Final Words

The simple fact that Valve ported the Source engine to the Mac platform is enough to give the developers some leniency in improving performance. If Valve is truly committed to bringing all new releases on Steam to OS X than I doubt that Mac enthusiasts will be too bothered by the fact that performance is lower than under Windows, at least for a short while.

The Steam application itself is also slower under OS X. Launching games and the Steam application takes longer than under Windows.

Half Life 2 Episode 2 Load Time
Nehalem Mac Pro Mac OS X 10.6.3 Windows 7 x64
Time from Launch to Menu 48.7 seconds 35.5 seconds

Eventually performance and image quality parity will be necessary. Make no mistake, Apple is in the business of selling luxury computers. You can often get the same specs for less from Dell or HP, but the styling, attention to detail, ability to legitimately run OS X and user experience are all things Apple’s customers are willing to pay a premium for. A performance deficit rarely goes over well in these sorts of situations. It doesn't have to offer greater performance, but you shouldn't have to sacrifice so much just to play under OS X.

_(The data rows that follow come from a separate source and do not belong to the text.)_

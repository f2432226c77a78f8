//! Response envelope and strict decoding.
//!
//! A successful response body is the resource itself: an object, or an array for list
//! endpoints. The one exception is [`Page`], which the client builds for the athlete list
//! because the backend returns it unpaginated.
//!
//! Error bodies follow the backend's `{"detail": ...}` convention, where `detail` is either
//! a message or a list of field validation errors.

use crate::{ApiError, ApiResult};
use serde::de::DeserializeOwned;
use serde::{Deserialize, Serialize};

/// One page of a list.
#[derive(Debug, Clone, PartialEq, Serialize, Deserialize)]
pub struct Page<T> {
    pub items: Vec<T>,
    pub total: usize,
    pub page: usize,
    pub page_size: usize,
    pub total_pages: usize,
}

impl<T> Page<T> {
    /// Cuts page `page` (1-based) of size `page_size` out of the full list.
    pub fn paginate(all: Vec<T>, page: usize, page_size: usize) -> Self {
        let page = page.max(1);
        let page_size = page_size.max(1);
        let total = all.len();
        let total_pages = total.div_ceil(page_size);
        let items = all
            .into_iter()
            .skip((page - 1).saturating_mul(page_size))
            .take(page_size)
            .collect();

        Self {
            items,
            total,
            page,
            page_size,
            total_pages,
        }
    }
}

/// Decodes `bytes` as `T`, reporting the JSON path of the first mismatch.
pub fn decode<T: DeserializeOwned>(endpoint: &str, bytes: &[u8]) -> ApiResult<T> {
    let mut deserializer = serde_json::Deserializer::from_slice(bytes);
    serde_path_to_error::deserialize(&mut deserializer).map_err(|err| ApiError::Decode {
        endpoint: endpoint.to_string(),
        path: err.path().to_string(),
        message: err.inner().to_string(),
    })
}

#[derive(Deserialize)]
struct ErrorBody {
    detail: Detail,
}

#[derive(Deserialize)]
#[serde(untagged)]
enum Detail {
    Message(String),
    Fields(Vec<FieldError>),
}

#[derive(Deserialize)]
struct FieldError {
    #[serde(default)]
    loc: Vec<serde_json::Value>,
    msg: String,
}

/// Extracts a readable message from an error body.
///
/// Falls back to the raw text, or to `fallback` when the body is empty.
pub fn error_detail(bytes: &[u8], fallback: &str) -> String {
    if let Ok(body) = serde_json::from_slice::<ErrorBody>(bytes) {
        return match body.detail {
            Detail::Message(message) => message,
            Detail::Fields(errors) => errors
                .into_iter()
                .map(|e| {
                    let loc: Vec<String> = e
                        .loc
                        .iter()
                        .filter(|part| part.as_str() != Some("body"))
                        .map(|part| match part {
                            serde_json::Value::String(s) => s.clone(),
                            other => other.to_string(),
                        })
                        .collect();
                    if loc.is_empty() {
                        e.msg
                    } else {
                        format!("{}: {}", loc.join("."), e.msg)
                    }
                })
                .collect::<Vec<_>>()
                .join("; "),
        };
    }

    let text = String::from_utf8_lossy(bytes).trim().to_string();
    if text.is_empty() {
        fallback.to_string()
    } else {
        text
    }
}

#[cfg(test)]
mod tests {
    use super::*;

    #[test]
    fn test_paginate() {
        let page = Page::paginate((1..=25).collect::<Vec<_>>(), 3, 10);
        assert_eq!(page.items, vec![21, 22, 23, 24, 25]);
        assert_eq!(page.total, 25);
        assert_eq!(page.total_pages, 3);

        let empty = Page::paginate(Vec::<u8>::new(), 0, 0);
        assert_eq!(empty.page, 1);
        assert_eq!(empty.total_pages, 0);
    }

    #[test]
    fn test_paginate_page_far_past_the_end() {
        let page = Page::paginate(vec![1, 2, 3], usize::MAX, 20);
        assert!(page.items.is_empty());
        assert_eq!(page.page, usize::MAX);
        assert_eq!(page.total, 3);
        assert_eq!(page.total_pages, 1);
    }

    #[test]
    fn test_decode_reports_path() {
        #[derive(Debug, Deserialize)]
        #[allow(dead_code)]
        struct Item {
            id: u32,
        }

        let err = decode::<Vec<Item>>("GET /x", br#"[{"id": 1}, {"id": "dos"}]"#)
            .expect_err("second id is a string");
        match err {
            ApiError::Decode { endpoint, path, .. } => {
                assert_eq!(endpoint, "GET /x");
                assert_eq!(path, "[1].id");
            }
            other => panic!("unexpected error: {other:?}"),
        }
    }

    #[test]
    fn test_error_detail_message() {
        assert_eq!(
            error_detail(r#"{"detail": "Enlace no válido o expirado"}"#.as_bytes(), "x"),
            "Enlace no válido o expirado"
        );
    }

    #[test]
    fn test_error_detail_validation_list() {
        let body = br#"{"detail": [{"loc": ["body", "cedula"], "msg": "field required", "type": "missing"}]}"#;
        assert_eq!(error_detail(body, "x"), "cedula: field required");
    }

    #[test]
    fn test_error_detail_fallbacks() {
        assert_eq!(error_detail(b"Bad Gateway", "502"), "Bad Gateway");
        assert_eq!(error_detail(b"", "Internal Server Error"), "Internal Server Error");
    }
}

To Valve’s credit, at least on current generation Macs, Source engine games are absolutely playable. It supports Apple’s whole “it just works” mantra. You’re just better off running them in Windows if you have the option. Although I will admit that the convenience of not having to reboot is sometimes worth the frame rate penalty, at least for shorter gaming sessions. If I’m going to be playing for more than 20 minutes, then a reboot is more than worth it.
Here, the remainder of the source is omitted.